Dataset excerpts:
+--
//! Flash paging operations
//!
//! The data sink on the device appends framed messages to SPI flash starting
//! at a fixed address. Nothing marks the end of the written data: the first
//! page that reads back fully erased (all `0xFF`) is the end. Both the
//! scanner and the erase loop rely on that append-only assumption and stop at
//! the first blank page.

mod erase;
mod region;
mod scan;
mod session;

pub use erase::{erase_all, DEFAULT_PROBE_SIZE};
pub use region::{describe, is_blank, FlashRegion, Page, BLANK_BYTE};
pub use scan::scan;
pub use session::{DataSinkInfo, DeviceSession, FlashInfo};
+--
* _WHAT IS REQUIRED_
Give back, word for word, the lines of the records that run from the one holding "mod region;" to the very last.

* _WRITTEN RESPONSE_
mod region;
mod scan;
mod session;

pub use erase::{erase_all, DEFAULT_PROBE_SIZE};
pub use region::{describe, is_blank, FlashRegion, Page, BLANK_BYTE};
pub use scan::scan;
pub use session::{DataSinkInfo, DeviceSession, FlashInfo};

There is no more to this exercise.